Le Conseil d'Etat doit-il permettre aux parents de n'opter que pour le vaccin DTP isol

Les trois seuls vaccins obligatoires devront être disponibles sans association avec d'autres

Mais dans les faits, seuls les vaccins hexavalents (qui comportent les trois vaccins obligatoires, plus coqueluche, haemophilus influenza et hépatite B) sont aujourd'hui disponibles, a reconnu le 16 janvier le rapporteur public du Conseil d'Etat, dans un contexte de méfiance par rapport aux vaccins.

Les vaccins contre la diphtérie, le tétanos et la poliomyélite (DTP), les seuls obligatoires en France, devront être de nouveau disponibles sans association avec d'autres vaccins non obligatoires, telles que la coqueluche, l'haemophilius influenza (une bactérie à l'origine de certaines méningites) ou encore l'hépatite B.

Une requête en ce sens avait été déposée par quelque 2 300 plaignants.

Inquiets quant aux effets indésirables de ces produits, 2500 personnes ont saisi le Conseil d'État pour demander la mise à disposition d'un vaccin trivalent, comprenant uniquement les immunisations obligatoires.

Les trois vaccins obligatoires font l'objet d'injections groupées (DTP) avant l'âge de 18 mois. Une décision qui "fait suite à l'augmentation du nombre de signalements de manifestations allergiques observées jusqu'à 24 heures suivant la vaccination depuis le début de l'année 2008 par rapport aux années précédentes", précise l'ANSM. Or, il existe depuis des mois de fortes tensions d'approvisionnement pour les vaccins tétravalents et pentavalents.

La plus haute juridiction administrative avait été saisie sur cette question par plusieurs dizaines de personnes, dont la demande avait été préalablement rejetée par le ministre de la Santé en février 2016.

Le Conseil d'Etat a donc tranché.

Par qui le Conseil d'Etat avait-il été saisi?

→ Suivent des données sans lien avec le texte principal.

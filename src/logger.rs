//! File logging pipeline for unattended runs.
//!
//! There is no interactive surface on a machine being provisioned: the log
//! file (plus the remote progress events) is the only record of what
//! happened. Callers must never block on disk, so `log::*` macros enqueue
//! onto an unbounded crossbeam channel drained by a dedicated writer
//! thread; a flush handshake lets shutdown wait for pending lines.

use std::fs::OpenOptions;
use std::io::Write;
use std::path::PathBuf;
use std::time::Duration;

use chrono::Local;
use crossbeam_channel::{unbounded, Sender};
use log::{LevelFilter, Log, Metadata, Record};

/// Internal log line or flush marker.
enum LogMessage {
    Line(String),
    /// Flush marker with a channel sender to signal completion.
    Flush(std::sync::mpsc::Sender<()>),
}

/// Logger writing timestamped lines to a single agent log file.
pub struct FileLogger {
    tx: Sender<LogMessage>,
    level: LevelFilter,
    mirror_stderr: bool,
}

impl FileLogger {
    /// Open (or create) the log file and spawn the writer thread.
    ///
    /// The writer runs on a plain OS thread with a blocking `recv`, so log
    /// lines reach disk regardless of what the tokio runtime is doing.
    pub fn new(
        path: PathBuf,
        level: LevelFilter,
        mirror_stderr: bool,
    ) -> Result<Self, String> {
        if let Some(parent) = path.parent() {
            if !parent.as_os_str().is_empty() {
                std::fs::create_dir_all(parent)
                    .map_err(|e| format!("failed to create log directory: {e}"))?;
            }
        }
        let mut file = OpenOptions::new()
            .create(true)
            .append(true)
            .open(&path)
            .map_err(|e| format!("failed to open log file {}: {e}", path.display()))?;

        let (tx, rx) = unbounded::<LogMessage>();

        std::thread::spawn(move || {
            for message in rx.iter() {
                match message {
                    LogMessage::Line(line) => {
                        let _ = writeln!(file, "{line}");
                    }
                    LogMessage::Flush(ack) => {
                        let _ = file.flush();
                        let _ = ack.send(());
                    }
                }
            }
            let _ = file.flush();
        });

        Ok(FileLogger {
            tx,
            level,
            mirror_stderr,
        })
    }

    /// Block until every line enqueued so far has been written and synced.
    pub fn flush_and_wait(&self) {
        let (ack_tx, ack_rx) = std::sync::mpsc::channel();
        if self.tx.send(LogMessage::Flush(ack_tx)).is_ok() {
            let _ = ack_rx.recv_timeout(Duration::from_secs(2));
        }
    }
}

impl Log for FileLogger {
    fn enabled(&self, metadata: &Metadata) -> bool {
        metadata.level() <= self.level
    }

    fn log(&self, record: &Record) {
        if !self.enabled(record.metadata()) {
            return;
        }
        let line = format!(
            "{} [{}] {}",
            Local::now().format("%Y-%m-%d %H:%M:%S%.3f"),
            record.level(),
            record.args()
        );
        if self.mirror_stderr {
            eprintln!("{line}");
        }
        let _ = self.tx.send(LogMessage::Line(line));
    }

    fn flush(&self) {
        self.flush_and_wait();
    }
}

La demande avait rassemblé plus d'un million de signataires dans une pétition. Dans les faits et faute d'une production suffisante, seuls les enfants présentant des contre-indications aux autres vaccins peuvent en bénéficier.

La législation française (code de la santé publique) crée trois obligations de vaccination pour les enfants de moins de dix-huit mois: la vaccination antidiphtérique, la vaccination antitétanique et la vaccination antipoliomyélitique. Selon l'InVS, ce phénomène "plaide en faveur de l'hypothèse d'un accroissement de l'hésitation vaccinale" et "constitue un résultat préoccupant". Il relève d'ailleurs que les vaccinations non obligatoires sont recommandées par le Haut Conseil de la santé publique en raison de la gravité des affections considérées, compte tenu de l'ensemble des données scientifiques disponibles.

Rappelons que la vaccination contre ces trois maladies est rendue obligatoire par le code de la santé publique et le fait de s'y soustraire est réprimé par le code pénal qui prévoit jusqu'à deux ans d'emprisonnement et 30 000 euros d'amende.